So, how exactly do we go about solving a system of linear equations? Well, one way is Gaussian Elimination, which you may have encountered before in a math class or two. The basic idea is that we take a system of equations,

$$ \begin{align} 2x + 3y + 4z &= 6 \\ x + 2y + 3z &= 4 \\ 3x - 4y &= 10 \end{align} $$

and turn it into a matrix by using the coefficients in front of each variable

$$ \left[ \begin{array}{ccc} 2 & 3 & 4\ 1 & 2 & 3\ 3 & -4 & 0 \end{array} \right] \left[ \begin{array}{c} x \ y \ z \end{array} \right]

\left[ \begin{array}{c} 6 \ 4 \ 10 \end{array} \right] $$

Or more simply:

$$ \left[ \begin{array}{ccc|c} 2 & 3 & 4 & 6 \\ 1 & 2 & 3 & 4 \\ 3 & -4 & 0 & 10 \end{array} \right] $$

Now, at first, this doesn't seem to help anything, so let's think of this in another way.
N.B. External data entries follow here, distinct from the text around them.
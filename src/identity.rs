//! Segment identity: parsing the ordinal out of a segment's file name.
//!
//! File names follow `*.<N>.wal`; `N` is the segment's ordinal, a decimal
//! `u64`. Parsed by direct string manipulation rather than a regex engine —
//! the grammar is simple enough that pulling in a regex dependency isn't
//! warranted.

use std::path::Path;

use crate::error::{Result, SegmentError};

pub fn parse_segment_order(path: &Path) -> Result<u64> {
    let file_name = path
        .file_name()
        .and_then(|n| n.to_str())
        .ok_or_else(|| invalid(path))?;

    let without_ext = file_name
        .strip_suffix(".wal")
        .ok_or_else(|| invalid(path))?;

    let ordinal_str = without_ext
        .rsplit_once('.')
        .map(|(_, ordinal)| ordinal)
        .ok_or_else(|| invalid(path))?;

    ordinal_str
        .parse::<u64>()
        .map_err(|_| invalid(path))
}

pub fn segment_file_name(prefix: &str, order: u64) -> String {
    format!("{prefix}.{order}.wal")
}

fn invalid(path: &Path) -> SegmentError {
    SegmentError::InvalidArgument(format!(
        "segment file name `{}` does not match `*.<N>.wal`",
        path.display()
    ))
}
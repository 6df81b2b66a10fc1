//! Reassembles records that may span multiple pages, verifying each page's
//! CRC as it goes, and caches the last decoded record by LSN.

use std::io::{Read, Seek, SeekFrom};
use std::sync::{Arc, Weak};

use parking_lot::Mutex;

use crate::buffer::AppendBuffer;
use crate::error::{Result, SegmentError};
use crate::file_handle::FileHandleManager;
use crate::flusher::Flusher;
use crate::layout;
use crate::lsn::Lsn;
use crate::page::{self, MIN_RECORD_SIZE, PAGE_SIZE, RECORDS_OFFSET};

pub struct Reader {
    segment_order: u64,
    file: Arc<FileHandleManager>,
    buffer: Arc<AppendBuffer>,
    flusher: Arc<Flusher>,
    last_read: Mutex<Option<(Lsn, Weak<Vec<u8>>)>>,
}

impl Reader {
    pub fn new(
        segment_order: u64,
        file: Arc<FileHandleManager>,
        buffer: Arc<AppendBuffer>,
        flusher: Arc<Flusher>,
    ) -> Self {
        Self {
            segment_order,
            file,
            buffer,
            flusher,
            last_read: Mutex::new(None),
        }
    }

    /// Read the record starting at `lsn`, or `None` if `lsn` is past the
    /// segment's filled watermark.
    pub async fn read_record(&self, lsn: Lsn) -> Result<Option<Arc<Vec<u8>>>> {
        Ok(self.locate(lsn).await?.map(|(bytes, _)| bytes))
    }

    /// The LSN immediately following the record at `lsn`, or `None` if
    /// `lsn` is the last record in the segment.
    pub async fn next_lsn(&self, lsn: Lsn) -> Result<Option<Lsn>> {
        match self.locate(lsn).await? {
            Some((_, next_position)) => {
                if next_position < self.buffer.filled_up_to() {
                    Ok(Some(Lsn::new(self.segment_order, next_position)))
                } else {
                    Ok(None)
                }
            }
            None => Ok(None),
        }
    }

    /// The logical position immediately following the record at `lsn`,
    /// without consulting (or being bounded by) `filled_up_to`. Used only
    /// by `Segment::init`'s recovery scan, which must be able to detect
    /// that the optimistically-computed watermark overshoots an actually
    /// broken chain.
    pub(crate) async fn record_end(&self, lsn: Lsn) -> Result<u64> {
        self.locate(lsn)
            .await?
            .map(|(_, end)| end)
            .ok_or(SegmentError::RecordNotFound(lsn))
    }

    /// The first readable LSN in the segment, if anything has been written.
    pub fn begin(&self) -> Result<Option<Lsn>> {
        if !self.buffer.is_empty() {
            return Ok(Some(Lsn::new(self.segment_order, RECORDS_OFFSET as u64)));
        }
        let len = self.file.with_file(|f| f.metadata().map(|m| m.len()))?;
        if len > 0 {
            Ok(Some(Lsn::new(self.segment_order, RECORDS_OFFSET as u64)))
        } else {
            Ok(None)
        }
    }

    /// LSN of the most recently appended record.
    pub fn end(&self) -> Option<Lsn> {
        self.buffer.last()
    }

    async fn locate(&self, lsn: Lsn) -> Result<Option<(Arc<Vec<u8>>, u64)>> {
        if lsn.segment != self.segment_order {
            return Ok(None);
        }

        if let Some((cached_lsn, weak)) = self.last_read.lock().clone() {
            if cached_lsn == lsn {
                if let Some(strong) = weak.upgrade() {
                    let next_position = self.end_of_cached(&strong, lsn);
                    return Ok(Some((strong, next_position)));
                }
            }
        }

        let filled_up_to = self.buffer.filled_up_to();
        if lsn.position >= filled_up_to {
            return Ok(None);
        }

        if !self.buffer.is_empty() {
            self.flusher.flush().await?;
        }

        let page_size = PAGE_SIZE as u64;
        let page_count = (filled_up_to + page_size - 1) / page_size;
        let mut page_index = lsn.position / page_size;
        let mut page_offset = (lsn.position % page_size) as usize;

        let mut accumulated = Vec::new();
        let next_position;

        loop {
            let mut page_buf = page::new_page();
            self.file.with_file(|f| {
                f.seek(SeekFrom::Start(page_index * page_size))?;
                f.read_exact(&mut page_buf)
            })?;
            page::verify_page_at(&page_buf, page_index)?;

            let header = page::read_chunk_header(&page_buf, page_offset);
            let payload_start = page_offset + 6;
            let payload_end = payload_start + header.content_length as usize;
            accumulated.extend_from_slice(&page_buf[payload_start..payload_end]);

            if header.continues_next_page {
                if page_index + 1 >= page_count {
                    return Err(SegmentError::PageBroken(page_index));
                }
                page_index += 1;
                page_offset = RECORDS_OFFSET;
                continue;
            }

            let is_final_page = page_index + 1 == page_count;
            let free = page::free_space(&page_buf) as u64;
            if free >= MIN_RECORD_SIZE && !is_final_page {
                return Err(SegmentError::PageBroken(page_index));
            }

            next_position = layout::advance_past_record(page_index * page_size + payload_end as u64);
            break;
        }

        let result = Arc::new(accumulated);
        *self.last_read.lock() = Some((lsn, Arc::downgrade(&result)));
        Ok(Some((result, next_position)))
    }

    fn end_of_cached(&self, bytes: &Arc<Vec<u8>>, lsn: Lsn) -> u64 {
        // Re-derive the placement of an already-decoded record rather than
        // re-reading pages: its on-disk footprint is deterministic given
        // its start position and length. `plan`'s `write_to` is the raw
        // end; `locate`'s page-walk applies the same
        // not-enough-room-for-a-minimal-chunk bump, so this has to as well,
        // or a record ending on (or within `MIN_RECORD_SIZE` of) a page
        // boundary would resolve to a position no record actually starts
        // at.
        let placement = layout::plan(lsn.position, bytes.len() as u64);
        layout::advance_past_record(placement.write_to)
    }
}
Wouldn't it be great if the system of equations looked like this:

$$ \begin{align} 2x + 3y + 4z &= 6 \\ y + 2z &= 2 \\ 11z &= 18 \end{align} $$

Then we could just solve for $$z$$ and plug that value in to the top two equations to solve for $$x$$ and $$y$$! In matrix form, it would look like this

$$ \left[ \begin{array}{ccc|c} 2 & 3 & 4 & 6 \\ 0 & 1 & 2 & 2 \\ 0 & 0 & 11 & 18 \end{array} \right] $$

This matrix form has a particular name: Row Echelon Form. Basically, any matrix can be considered in row echelon form if

  1. All non-zero rows are above rows of all zeros
  2. The leading coefficient or pivot (the first non-zero element in every row when reading from left to right) is right of the pivot of the row above it.

All the following examples are in the row echelon form:

$$ \left[ \begin{array}{ccc|c} 2 & 3 & 4 & 6 \\ 0 & 1 & 2 & 2 \\ 0 & 0 & 11 & 18 \end{array} \right] ;,; \left[ \begin{array}{ccc|c} 5 & 4 & 0 & 10 \\ 0 & 0 & 5 & 7 \\ 0 & 0 & 0 & 1 \end{array} \right] ;,; \left[ \begin{array}{ccccc} 1 & -3 & 4 & 1 & 6 \\ 0 & 3 & 3 & 5 & 0 \\ 0 & 0 & 0 & 2 & 0 \end{array} \right] ;,; \left[ \begin{array}{cc} 0 & 0 \\ 0 & 2 \\ 0 & 0 \end{array} \right] $$

The first two are probably the ones we are interested in, at the very least they have the right dimensions to solve a system of equations. The last two systems are either under- or over-constrained; however, if you translate the last row of second matrix into a system, you get $$0=1$$, which is a contradiction. This is due to the fact that the matrix is singular, and there are no solutions to this particular system. Nevertheless, all of these matrices are in row echelon form.

Now, it seems obvious to point out that if we ignore the last column, row echelon form is an upper triangular matrix. This might not be important now, but it will play an important role in future discussions, so keep it buzzing in the back of your brain.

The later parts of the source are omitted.